Mucosal barrier permeability. Or, to use another term for the same condition, “leaky gut.”

You see, your liver gets congested for a reason. And the reason given by the all-knowing guru at the anti-aging conference, that “you’re exposed to so many xenoestrogens in the environment that your liver can’t help but get clogged,” is rather absurd.

The real reason your liver gets congested is because of small intestine mucosal barrier permeability — otherwise known as “leaky gut.”

So, what is the mucosal barrier?

It’s a thin layer of finger-shaped structures that line your small intestine. These structures are called villi. Upon those finger-like structures is a layer of cells tightly bound together. This layer is called the epithelium layer. Upon that layer are tiny hair-like structures called microvilli.

When the microvilli become blunted (worn down), or the villi become shunted — when they look as if they’ve been sawed off at the first knuckle — or when the tight bonds between the epithelium cells become porous (leaky gut), we end up with both absorption and uptake issues.

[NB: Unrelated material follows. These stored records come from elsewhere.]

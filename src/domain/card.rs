use serde::{Deserialize, Deserializer, Serialize};
use std::fmt;

/// Topic name that selects every card in the library
pub const ALL_TOPICS: &str = "All";

/// Card identifier.
///
/// Built-in decks number their cards (`0, 1, 2...`), imported decks use
/// `custom_<timestamp>_<page>`. Both forms end up as a string.
#[derive(Debug, Clone, PartialEq, Eq, Hash, PartialOrd, Ord, Serialize)]
#[serde(transparent)]
pub struct CardId(String);

impl CardId {
  pub fn new(id: impl Into<String>) -> Self {
    Self(id.into())
  }

  /// Id for page `page` of a PDF imported at `timestamp_ms`
  pub fn custom(timestamp_ms: i64, page: u32) -> Self {
    Self(format!("custom_{}_{}", timestamp_ms, page))
  }

  pub fn as_str(&self) -> &str {
    &self.0
  }

  pub fn is_custom(&self) -> bool {
    self.0.starts_with("custom_")
  }
}

impl fmt::Display for CardId {
  fn fmt(&self, f: &mut fmt::Formatter<'_>) -> fmt::Result {
    f.write_str(&self.0)
  }
}

impl From<u64> for CardId {
  fn from(id: u64) -> Self {
    Self(id.to_string())
  }
}

impl<'de> Deserialize<'de> for CardId {
  fn deserialize<D: Deserializer<'de>>(deserializer: D) -> Result<Self, D::Error> {
    #[derive(Deserialize)]
    #[serde(untagged)]
    enum RawId {
      Number(u64),
      Text(String),
    }

    Ok(match RawId::deserialize(deserializer)? {
      RawId::Number(n) => CardId::from(n),
      RawId::Text(s) => CardId(s),
    })
  }
}

/// A review card: the image and description are the front, the title is the answer.
#[derive(Debug, Clone, PartialEq, Serialize, Deserialize)]
#[serde(rename_all = "camelCase")]
pub struct Card {
  pub id: CardId,
  #[serde(default)]
  pub title: String,
  #[serde(default)]
  pub description: String,
  /// Relative path (`./cards/x.png`) or a `data:` URL for imported cards
  #[serde(default)]
  pub image_path: String,
  #[serde(default)]
  pub source: String,
  #[serde(default, skip_serializing_if = "Option::is_none")]
  pub page: Option<u32>,
  #[serde(default)]
  pub is_custom: bool,
}

impl Card {
  pub fn new(id: CardId, title: impl Into<String>, source: impl Into<String>) -> Self {
    Self {
      id,
      title: title.into(),
      description: String::new(),
      image_path: String::new(),
      source: source.into(),
      page: None,
      is_custom: false,
    }
  }

  pub fn with_description(mut self, description: impl Into<String>) -> Self {
    self.description = description.into();
    self
  }

  pub fn with_image(mut self, image_path: impl Into<String>) -> Self {
    self.image_path = image_path.into();
    self
  }

  pub fn has_title(&self) -> bool {
    !self.title.trim().is_empty()
  }

  /// Text shown on the answer side
  pub fn display_title(&self) -> &str {
    if self.has_title() { &self.title } else { "Untitled" }
  }

  /// Text shown next to the image on the question side
  pub fn display_description(&self) -> &str {
    if self.description.trim().is_empty() {
      "No description available."
    } else {
      &self.description
    }
  }
}

/// Unique card sources in first-seen order
pub fn topics(cards: &[Card]) -> Vec<String> {
  let mut seen: Vec<String> = Vec::new();
  for card in cards {
    if !seen.iter().any(|s| s == &card.source) {
      seen.push(card.source.clone());
    }
  }
  seen
}

/// Cards belonging to `topic`; [`ALL_TOPICS`] keeps everything
pub fn filter_by_topic<'a>(cards: &'a [Card], topic: &str) -> Vec<&'a Card> {
  if topic == ALL_TOPICS {
    cards.iter().collect()
  } else {
    cards.iter().filter(|c| c.source == topic).collect()
  }
}

#[cfg(test)]
mod tests {
  use super::*;

  fn card(id: u64, title: &str, source: &str) -> Card {
    Card::new(CardId::from(id), title, source)
  }

  #[test]
  fn test_card_id_from_number_and_string() {
    let cards: Vec<Card> = serde_json::from_str(
      r#"[{"id": 3, "title": "Oak", "source": "trees"},
          {"id": "custom_17_2", "title": "Elm", "source": "trees", "isCustom": true}]"#,
    )
    .unwrap();

    assert_eq!(cards[0].id.as_str(), "3");
    assert!(!cards[0].id.is_custom());
    assert_eq!(cards[1].id.as_str(), "custom_17_2");
    assert!(cards[1].id.is_custom());
    assert!(cards[1].is_custom);
  }

  #[test]
  fn test_card_serializes_camel_case() {
    let c = card(1, "Oak", "trees").with_image("./cards/oak.png");
    let json = serde_json::to_value(&c).unwrap();
    assert_eq!(json["imagePath"], "./cards/oak.png");
    assert_eq!(json["isCustom"], false);
    assert_eq!(json["id"], "1");
    assert!(json.get("page").is_none());
  }

  #[test]
  fn test_custom_id_format() {
    assert_eq!(CardId::custom(1700000000000, 4).as_str(), "custom_1700000000000_4");
  }

  #[test]
  fn test_display_fallbacks() {
    let c = card(1, "  ", "trees");
    assert_eq!(c.display_title(), "Untitled");
    assert_eq!(c.display_description(), "No description available.");

    let c = card(2, "Oak", "trees").with_description("Tall tree");
    assert_eq!(c.display_title(), "Oak");
    assert_eq!(c.display_description(), "Tall tree");
  }

  #[test]
  fn test_topics_first_seen_order() {
    let cards = vec![
      card(0, "a", "zoology"),
      card(1, "b", "botany"),
      card(2, "c", "zoology"),
    ];
    assert_eq!(topics(&cards), vec!["zoology", "botany"]);
  }

  #[test]
  fn test_filter_by_topic() {
    let cards = vec![card(0, "a", "zoology"), card(1, "b", "botany")];

    assert_eq!(filter_by_topic(&cards, ALL_TOPICS).len(), 2);

    let botany = filter_by_topic(&cards, "botany");
    assert_eq!(botany.len(), 1);
    assert_eq!(botany[0].title, "b");

    assert!(filter_by_topic(&cards, "geology").is_empty());
  }
}
//! Key/value settings

use rusqlite::{params, Connection, Result};

use crate::domain::InputMode;
use crate::study::QuizSettings;

pub fn get_setting(conn: &Connection, key: &str) -> Result<Option<String>> {
    let mut stmt = conn.prepare("SELECT value FROM settings WHERE key = ?1")?;
    let mut rows = stmt.query(params![key])?;
    if let Some(row) = rows.next()? {
        Ok(Some(row.get(0)?))
    } else {
        Ok(None)
    }
}

pub fn set_setting(conn: &Connection, key: &str, value: &str) -> Result<()> {
    conn.execute(
        "INSERT OR REPLACE INTO settings (key, value) VALUES (?1, ?2)",
        params![key, value],
    )?;
    Ok(())
}

/// Quiz settings from the last started game, if any
pub fn get_quiz_settings(conn: &Connection) -> Result<Option<QuizSettings>> {
    let count = get_setting(conn, "quiz_question_count")?.and_then(|v| v.parse().ok());
    let time = get_setting(conn, "quiz_time_limit")?.and_then(|v| v.parse().ok());
    let mode = get_setting(conn, "quiz_input_mode")?.and_then(|v| InputMode::from_str(&v));

    Ok(match (count, time, mode) {
        (Some(question_count), Some(time_limit_secs), Some(input_mode)) => Some(QuizSettings {
            question_count,
            time_limit_secs,
            input_mode,
        }),
        _ => None,
    })
}

pub fn set_quiz_settings(conn: &Connection, settings: &QuizSettings) -> Result<()> {
    set_setting(conn, "quiz_question_count", &settings.question_count.to_string())?;
    set_setting(conn, "quiz_time_limit", &settings.time_limit_secs.to_string())?;
    set_setting(conn, "quiz_input_mode", settings.input_mode.as_str())?;
    Ok(())
}

#[cfg(test)]
mod tests {
    use super::*;
    use crate::testing::TestEnv;

    #[test]
    fn test_setting_overwrite() {
        let env = TestEnv::new().unwrap();
        assert_eq!(get_setting(&env.conn, "k").unwrap(), None);
        set_setting(&env.conn, "k", "1").unwrap();
        set_setting(&env.conn, "k", "2").unwrap();
        assert_eq!(get_setting(&env.conn, "k").unwrap().as_deref(), Some("2"));
    }

    #[test]
    fn test_quiz_settings_persist() {
        let env = TestEnv::new().unwrap();
        assert!(get_quiz_settings(&env.conn).unwrap().is_none());

        let settings = QuizSettings {
            question_count: 7,
            time_limit_secs: 25,
            input_mode: InputMode::Type,
        };
        set_quiz_settings(&env.conn, &settings).unwrap();
        assert_eq!(get_quiz_settings(&env.conn).unwrap(), Some(settings));
    }

    #[test]
    fn test_corrupt_quiz_settings_ignored() {
        let env = TestEnv::new().unwrap();
        set_setting(&env.conn, "quiz_question_count", "many").unwrap();
        set_setting(&env.conn, "quiz_time_limit", "15").unwrap();
        set_setting(&env.conn, "quiz_input_mode", "choice").unwrap();
        assert!(get_quiz_settings(&env.conn).unwrap().is_none());
    }
}
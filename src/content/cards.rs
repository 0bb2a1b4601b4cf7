//! Built-in deck loading.

use std::path::Path;

use super::{read_json_or_default, write_json, ContentLoadError};
use crate::domain::Card;

/// Load the built-in deck from `cards.json`.
///
/// A missing file yields an empty deck.
pub fn load_cards(path: &Path) -> Result<Vec<Card>, ContentLoadError> {
    let cards: Vec<Card> = read_json_or_default(path)?;
    tracing::debug!("Loaded {} built-in cards from {}", cards.len(), path.display());
    Ok(cards)
}

/// Write a deck to `cards.json`.
pub fn write_cards(path: &Path, cards: &[Card]) -> std::io::Result<()> {
    write_json(path, &cards)
}

#[cfg(test)]
mod tests {
    use super::*;
    use crate::domain::CardId;
    use tempfile::TempDir;

    #[test]
    fn test_missing_file_is_empty_deck() {
        let temp = TempDir::new().unwrap();
        let cards = load_cards(&temp.path().join("cards.json")).unwrap();
        assert!(cards.is_empty());
    }

    #[test]
    fn test_malformed_file_is_parse_error() {
        let temp = TempDir::new().unwrap();
        let path = temp.path().join("cards.json");
        std::fs::write(&path, "{not json").unwrap();

        let err = load_cards(&path).unwrap_err();
        assert!(matches!(err, ContentLoadError::ParseError(_, _)));
        assert_eq!(err.user_message(), "Failed to parse content file");
    }

    #[test]
    fn test_write_then_load() {
        let temp = TempDir::new().unwrap();
        let path = temp.path().join("nested").join("cards.json");
        let cards = vec![
            Card::new(CardId::from(0), "Oak", "trees").with_image("./cards/trees_p0.png"),
            Card::new(CardId::from(1), "Elm", "trees"),
        ];

        write_cards(&path, &cards).unwrap();
        let loaded = load_cards(&path).unwrap();
        assert_eq!(loaded, cards);
    }

    #[test]
    fn test_loads_generator_output_shape() {
        let temp = TempDir::new().unwrap();
        let path = temp.path().join("cards.json");
        std::fs::write(
            &path,
            r#"[{"id": 0, "title": "Fern", "description": "Spore plant\nShade", "imagePath": "./cards/plants_p0.jpeg", "source": "plants"}]"#,
        )
        .unwrap();

        let cards = load_cards(&path).unwrap();
        assert_eq!(cards.len(), 1);
        assert_eq!(cards[0].id.as_str(), "0");
        assert_eq!(cards[0].description, "Spore plant\nShade");
        assert!(!cards[0].is_custom);
    }
}
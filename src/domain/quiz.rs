use chrono::{DateTime, Utc};
use serde::{Deserialize, Serialize};

use super::CardId;

/// How the player answers a quiz question
#[derive(Debug, Clone, Copy, PartialEq, Eq, Serialize, Deserialize, Default)]
#[serde(rename_all = "snake_case")]
pub enum InputMode {
  /// Pick one of four options - exact matching
  #[default]
  Choice,
  /// Type the answer - tolerant matching
  Type,
}

impl InputMode {
  pub fn as_str(&self) -> &'static str {
    match self {
      Self::Choice => "choice",
      Self::Type => "type",
    }
  }

  pub fn from_str(s: &str) -> Option<Self> {
    match s {
      "choice" => Some(Self::Choice),
      "type" => Some(Self::Type),
      _ => None,
    }
  }
}

/// One answered question of a game
#[derive(Debug, Clone, PartialEq, Serialize, Deserialize)]
pub struct AnswerRecord {
  pub round: u32,
  pub card_id: CardId,
  pub title: String,
  pub source: String,
  /// None when the timer ran out
  pub user_answer: Option<String>,
  pub correct: bool,
  pub timed_out: bool,
  pub points: u32,
}

/// A finished game as stored in the history
#[derive(Debug, Clone, PartialEq, Serialize, Deserialize)]
pub struct GameRecord {
  pub score: u32,
  pub date: DateTime<Utc>,
  pub topic: String,
  pub input_mode: InputMode,
  pub details: Vec<AnswerRecord>,
}

impl GameRecord {
  pub fn correct_count(&self) -> usize {
    self.details.iter().filter(|d| d.correct).count()
  }
}

#[cfg(test)]
mod tests {
  use super::*;

  #[test]
  fn test_input_mode_roundtrip() {
    for mode in [InputMode::Choice, InputMode::Type] {
      assert_eq!(InputMode::from_str(mode.as_str()), Some(mode));
    }
    assert_eq!(InputMode::from_str("voice"), None);
  }

  #[test]
  fn test_input_mode_serde() {
    assert_eq!(serde_json::to_string(&InputMode::Type).unwrap(), "\"type\"");
    let mode: InputMode = serde_json::from_str("\"choice\"").unwrap();
    assert_eq!(mode, InputMode::Choice);
  }

  #[test]
  fn test_correct_count() {
    let answer = |correct| AnswerRecord {
      round: 1,
      card_id: CardId::new("1"),
      title: "Oak".into(),
      source: "trees".into(),
      user_answer: Some("Oak".into()),
      correct,
      timed_out: false,
      points: 0,
    };
    let game = GameRecord {
      score: 20,
      date: Utc::now(),
      topic: "trees".into(),
      input_mode: InputMode::Choice,
      details: vec![answer(true), answer(false), answer(true)],
    };
    assert_eq!(game.correct_count(), 2);
  }
}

What does this have to do with liver congestion and subsequent detoxification needs???

Here’s how it works. When you eat, your stomach passes mostly digested food onto the small intestine. There, in a healthy gut, the food is broken down further, and nutrients are sent to the liver as an “upload” or “uptake.” In the liver, those nutrients are then filtered into the blood, where they thus scurry about your body, nourishing everything in sight.

HOWEVER, if you’re suffering from intestinal permeability, or “leaky gut” — and some estimates claim as much as 75% of the North American population suffers from some degree of mucosal barrier dysfunction — your food is not being broken down completely, and what is sent as “uptake” to the liver includes various antigens; these are everything from food particles to parasite poop to certain strains of bacteria. And if the blood is supposed to be purified of these elements… and the liver is responsible for the purification of the blood… and, well, you get the idea.

The liver gets overloaded and thus congested. And the tricky thing about this scenario is that leaky gut doesn’t heal itself; if you don’t actively and consciously treat it, the situation typically gets worse and worse, meaning no matter how noble your liver detox intentions might be, it’s all rather pointless until you address the underlying cause: intestinal permeability itself.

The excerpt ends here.